--- DATA FOR THIS TASK Enclosed Below ---
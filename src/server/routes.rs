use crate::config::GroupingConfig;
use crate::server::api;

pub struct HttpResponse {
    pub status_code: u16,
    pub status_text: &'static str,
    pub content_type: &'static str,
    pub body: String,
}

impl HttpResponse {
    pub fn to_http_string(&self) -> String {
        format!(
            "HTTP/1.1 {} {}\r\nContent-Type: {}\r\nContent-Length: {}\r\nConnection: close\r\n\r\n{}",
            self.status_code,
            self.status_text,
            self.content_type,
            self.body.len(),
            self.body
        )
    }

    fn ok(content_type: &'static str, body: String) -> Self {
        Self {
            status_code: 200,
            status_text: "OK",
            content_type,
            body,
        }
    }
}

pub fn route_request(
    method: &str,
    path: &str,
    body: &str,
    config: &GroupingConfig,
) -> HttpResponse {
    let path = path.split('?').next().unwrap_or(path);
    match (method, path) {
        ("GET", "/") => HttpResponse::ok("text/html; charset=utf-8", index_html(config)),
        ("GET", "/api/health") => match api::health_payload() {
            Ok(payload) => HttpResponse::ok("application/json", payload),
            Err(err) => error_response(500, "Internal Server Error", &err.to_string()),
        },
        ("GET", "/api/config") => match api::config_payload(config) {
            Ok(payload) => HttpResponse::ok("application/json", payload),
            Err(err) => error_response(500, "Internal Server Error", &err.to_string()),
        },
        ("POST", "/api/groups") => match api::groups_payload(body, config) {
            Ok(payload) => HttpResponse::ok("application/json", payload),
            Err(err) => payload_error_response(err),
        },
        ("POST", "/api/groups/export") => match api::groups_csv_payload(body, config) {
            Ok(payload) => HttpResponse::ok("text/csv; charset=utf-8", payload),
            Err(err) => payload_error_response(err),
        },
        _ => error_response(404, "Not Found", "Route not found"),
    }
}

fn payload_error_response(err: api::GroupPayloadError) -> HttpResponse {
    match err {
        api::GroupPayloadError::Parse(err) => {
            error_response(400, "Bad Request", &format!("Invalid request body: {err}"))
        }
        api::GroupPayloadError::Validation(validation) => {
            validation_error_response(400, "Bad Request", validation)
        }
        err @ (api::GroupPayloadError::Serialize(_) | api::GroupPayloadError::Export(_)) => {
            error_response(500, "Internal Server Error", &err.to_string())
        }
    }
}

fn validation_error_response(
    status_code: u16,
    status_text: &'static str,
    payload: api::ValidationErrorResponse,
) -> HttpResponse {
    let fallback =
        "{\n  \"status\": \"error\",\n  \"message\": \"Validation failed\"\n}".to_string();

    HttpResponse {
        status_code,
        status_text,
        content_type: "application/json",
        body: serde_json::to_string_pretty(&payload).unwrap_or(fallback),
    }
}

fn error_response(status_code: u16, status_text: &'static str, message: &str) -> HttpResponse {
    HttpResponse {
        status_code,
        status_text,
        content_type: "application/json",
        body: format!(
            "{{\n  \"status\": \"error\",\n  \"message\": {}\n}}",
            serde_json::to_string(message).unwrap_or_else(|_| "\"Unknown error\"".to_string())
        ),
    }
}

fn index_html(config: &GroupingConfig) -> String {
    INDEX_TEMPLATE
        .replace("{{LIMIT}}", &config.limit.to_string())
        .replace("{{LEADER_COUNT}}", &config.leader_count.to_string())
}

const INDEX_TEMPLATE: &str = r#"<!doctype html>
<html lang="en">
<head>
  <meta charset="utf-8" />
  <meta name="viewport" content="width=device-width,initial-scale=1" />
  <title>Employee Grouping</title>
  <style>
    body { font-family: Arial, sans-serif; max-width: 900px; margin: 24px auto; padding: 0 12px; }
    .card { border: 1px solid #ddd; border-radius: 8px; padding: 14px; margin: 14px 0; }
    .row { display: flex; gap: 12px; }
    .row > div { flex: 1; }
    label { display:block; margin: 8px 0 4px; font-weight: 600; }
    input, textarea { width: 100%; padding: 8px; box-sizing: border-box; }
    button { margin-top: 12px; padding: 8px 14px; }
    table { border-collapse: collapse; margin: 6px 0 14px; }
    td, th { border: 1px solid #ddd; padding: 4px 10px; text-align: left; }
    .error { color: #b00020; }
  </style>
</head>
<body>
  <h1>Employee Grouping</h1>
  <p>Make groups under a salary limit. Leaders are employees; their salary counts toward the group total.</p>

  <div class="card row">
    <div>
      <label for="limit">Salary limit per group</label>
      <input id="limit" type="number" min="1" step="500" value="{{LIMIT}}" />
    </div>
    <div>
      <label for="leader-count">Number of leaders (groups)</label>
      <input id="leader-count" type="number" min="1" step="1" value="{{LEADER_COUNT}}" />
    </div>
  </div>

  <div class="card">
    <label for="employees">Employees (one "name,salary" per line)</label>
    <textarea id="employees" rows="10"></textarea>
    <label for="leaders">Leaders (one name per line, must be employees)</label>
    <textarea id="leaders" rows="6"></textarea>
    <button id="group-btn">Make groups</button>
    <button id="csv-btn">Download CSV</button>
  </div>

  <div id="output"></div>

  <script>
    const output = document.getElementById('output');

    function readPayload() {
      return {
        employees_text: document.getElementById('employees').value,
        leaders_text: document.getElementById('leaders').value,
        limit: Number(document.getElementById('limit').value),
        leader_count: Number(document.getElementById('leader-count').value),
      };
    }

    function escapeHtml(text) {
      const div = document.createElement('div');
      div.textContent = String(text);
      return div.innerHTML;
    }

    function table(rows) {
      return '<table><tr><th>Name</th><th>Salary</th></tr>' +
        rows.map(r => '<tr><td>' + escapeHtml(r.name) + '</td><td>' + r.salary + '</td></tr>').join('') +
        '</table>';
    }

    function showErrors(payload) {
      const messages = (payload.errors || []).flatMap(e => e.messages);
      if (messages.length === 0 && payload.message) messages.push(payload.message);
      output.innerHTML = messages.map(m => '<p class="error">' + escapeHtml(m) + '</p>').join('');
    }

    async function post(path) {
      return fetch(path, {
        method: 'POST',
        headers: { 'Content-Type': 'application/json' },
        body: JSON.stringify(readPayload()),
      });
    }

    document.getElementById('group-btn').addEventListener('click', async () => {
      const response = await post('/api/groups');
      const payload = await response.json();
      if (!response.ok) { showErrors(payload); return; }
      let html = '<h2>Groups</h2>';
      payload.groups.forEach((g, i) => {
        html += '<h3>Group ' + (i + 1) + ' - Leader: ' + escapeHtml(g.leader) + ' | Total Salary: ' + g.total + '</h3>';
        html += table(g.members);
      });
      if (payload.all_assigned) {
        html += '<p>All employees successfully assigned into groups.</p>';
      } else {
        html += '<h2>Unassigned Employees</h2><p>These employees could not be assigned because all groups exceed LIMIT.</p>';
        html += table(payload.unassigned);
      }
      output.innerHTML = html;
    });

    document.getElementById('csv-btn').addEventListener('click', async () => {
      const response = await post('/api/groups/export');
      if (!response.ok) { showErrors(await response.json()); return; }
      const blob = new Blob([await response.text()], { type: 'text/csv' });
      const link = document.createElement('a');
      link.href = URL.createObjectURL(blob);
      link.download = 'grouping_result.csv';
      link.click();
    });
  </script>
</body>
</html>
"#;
--- End of Enclosed DATA FOR THIS TASK ---
## WORK INSTRUCTIONS
Nothing may change. Retype all of the entries.

## WRITTEN RESPONSE
filename src/server/routes.rs
use crate::config::GroupingConfig;
use crate::server::api;

pub struct HttpResponse {
    pub status_code: u16,
    pub status_text: &'static str,
    pub content_type: &'static str,
    pub body: String,
}

impl HttpResponse {
    pub fn to_http_string(&self) -> String {
        format!(
            "HTTP/1.1 {} {}\r\nContent-Type: {}\r\nContent-Length: {}\r\nConnection: close\r\n\r\n{}",
            self.status_code,
            self.status_text,
            self.content_type,
            self.body.len(),
            self.body
        )
    }

    fn ok(content_type: &'static str, body: String) -> Self {
        Self {
            status_code: 200,
            status_text: "OK",
            content_type,
            body,
        }
    }
}

pub fn route_request(
    method: &str,
    path: &str,
    body: &str,
    config: &GroupingConfig,
) -> HttpResponse {
    let path = path.split('?').next().unwrap_or(path);
    match (method, path) {
        ("GET", "/") => HttpResponse::ok("text/html; charset=utf-8", index_html(config)),
        ("GET", "/api/health") => match api::health_payload() {
            Ok(payload) => HttpResponse::ok("application/json", payload),
            Err(err) => error_response(500, "Internal Server Error", &err.to_string()),
        },
        ("GET", "/api/config") => match api::config_payload(config) {
            Ok(payload) => HttpResponse::ok("application/json", payload),
            Err(err) => error_response(500, "Internal Server Error", &err.to_string()),
        },
        ("POST", "/api/groups") => match api::groups_payload(body, config) {
            Ok(payload) => HttpResponse::ok("application/json", payload),
            Err(err) => payload_error_response(err),
        },
        ("POST", "/api/groups/export") => match api::groups_csv_payload(body, config) {
            Ok(payload) => HttpResponse::ok("text/csv; charset=utf-8", payload),
            Err(err) => payload_error_response(err),
        },
        _ => error_response(404, "Not Found", "Route not found"),
    }
}

fn payload_error_response(err: api::GroupPayloadError) -> HttpResponse {
    match err {
        api::GroupPayloadError::Parse(err) => {
            error_response(400, "Bad Request", &format!("Invalid request body: {err}"))
        }
        api::GroupPayloadError::Validation(validation) => {
            validation_error_response(400, "Bad Request", validation)
        }
        err @ (api::GroupPayloadError::Serialize(_) | api::GroupPayloadError::Export(_)) => {
            error_response(500, "Internal Server Error", &err.to_string())
        }
    }
}

fn validation_error_response(
    status_code: u16,
    status_text: &'static str,
    payload: api::ValidationErrorResponse,
) -> HttpResponse {
    let fallback =
        "{\n  \"status\": \"error\",\n  \"message\": \"Validation failed\"\n}".to_string();

    HttpResponse {
        status_code,
        status_text,
        content_type: "application/json",
        body: serde_json::to_string_pretty(&payload).unwrap_or(fallback),
    }
}

fn error_response(status_code: u16, status_text: &'static str, message: &str) -> HttpResponse {
    HttpResponse {
        status_code,
        status_text,
        content_type: "application/json",
        body: format!(
            "{{\n  \"status\": \"error\",\n  \"message\": {}\n}}",
            serde_json::to_string(message).unwrap_or_else(|_| "\"Unknown error\"".to_string())
        ),
    }
}

fn index_html(config: &GroupingConfig) -> String {
    INDEX_TEMPLATE
        .replace("{{LIMIT}}", &config.limit.to_string())
        .replace("{{LEADER_COUNT}}", &config.leader_count.to_string())
}

const INDEX_TEMPLATE: &str = r#"<!doctype html>
<html lang="en">
<head>
  <meta charset="utf-8" />
  <meta name="viewport" content="width=device-width,initial-scale=1" />
  <title>Employee Grouping</title>
  <style>
    body { font-family: Arial, sans-serif; max-width: 900px; margin: 24px auto; padding: 0 12px; }
    .card { border: 1px solid #ddd; border-radius: 8px; padding: 14px; margin: 14px 0; }
    .row { display: flex; gap: 12px; }
    .row > div { flex: 1; }
    label { display:block; margin: 8px 0 4px; font-weight: 600; }
    input, textarea { width: 100%; padding: 8px; box-sizing: border-box; }
    button { margin-top: 12px; padding: 8px 14px; }
    table { border-collapse: collapse; margin: 6px 0 14px; }
    td, th { border: 1px solid #ddd; padding: 4px 10px; text-align: left; }
    .error { color: #b00020; }
  </style>
</head>
<body>
  <h1>Employee Grouping</h1>
  <p>Make groups under a salary limit. Leaders are employees; their salary counts toward the group total.</p>

  <div class="card row">
    <div>
      <label for="limit">Salary limit per group</label>
      <input id="limit" type="number" min="1" step="500" value="{{LIMIT}}" />
    </div>
    <div>
      <label for="leader-count">Number of leaders (groups)</label>
      <input id="leader-count" type="number" min="1" step="1" value="{{LEADER_COUNT}}" />
    </div>
  </div>

  <div class="card">
    <label for="employees">Employees (one "name,salary" per line)</label>
    <textarea id="employees" rows="10"></textarea>
    <label for="leaders">Leaders (one name per line, must be employees)</label>
    <textarea id="leaders" rows="6"></textarea>
    <button id="group-btn">Make groups</button>
    <button id="csv-btn">Download CSV</button>
  </div>

  <div id="output"></div>

  <script>
    const output = document.getElementById('output');

    function readPayload() {
      return {
        employees_text: document.getElementById('employees').value,
        leaders_text: document.getElementById('leaders').value,
        limit: Number(document.getElementById('limit').value),
        leader_count: Number(document.getElementById('leader-count').value),
      };
    }

    function escapeHtml(text) {
      const div = document.createElement('div');
      div.textContent = String(text);
      return div.innerHTML;
    }

    function table(rows) {
      return '<table><tr><th>Name</th><th>Salary</th></tr>' +
        rows.map(r => '<tr><td>' + escapeHtml(r.name) + '</td><td>' + r.salary + '</td></tr>').join('') +
        '</table>';
    }

    function showErrors(payload) {
      const messages = (payload.errors || []).flatMap(e => e.messages);
      if (messages.length === 0 && payload.message) messages.push(payload.message);
      output.innerHTML = messages.map(m => '<p class="error">' + escapeHtml(m) + '</p>').join('');
    }

    async function post(path) {
      return fetch(path, {
        method: 'POST',
        headers: { 'Content-Type': 'application/json' },
        body: JSON.stringify(readPayload()),
      });
    }

    document.getElementById('group-btn').addEventListener('click', async () => {
      const response = await post('/api/groups');
      const payload = await response.json();
      if (!response.ok) { showErrors(payload); return; }
      let html = '<h2>Groups</h2>';
      payload.groups.forEach((g, i) => {
        html += '<h3>Group ' + (i + 1) + ' - Leader: ' + escapeHtml(g.leader) + ' | Total Salary: ' + g.total + '</h3>';
        html += table(g.members);
      });
      if (payload.all_assigned) {
        html += '<p>All employees successfully assigned into groups.</p>';
      } else {
        html += '<h2>Unassigned Employees</h2><p>These employees could not be assigned because all groups exceed LIMIT.</p>';
        html += table(payload.unassigned);
      }
      output.innerHTML = html;
    });

    document.getElementById('csv-btn').addEventListener('click', async () => {
      const response = await post('/api/groups/export');
      if (!response.ok) { showErrors(await response.json()); return; }
      const blob = new Blob([await response.text()], { type: 'text/csv' });
      const link = document.createElement('a');
      link.href = URL.createObjectURL(blob);
      link.download = 'grouping_result.csv';
      link.click();
    });
  </script>
</body>
</html>
"#;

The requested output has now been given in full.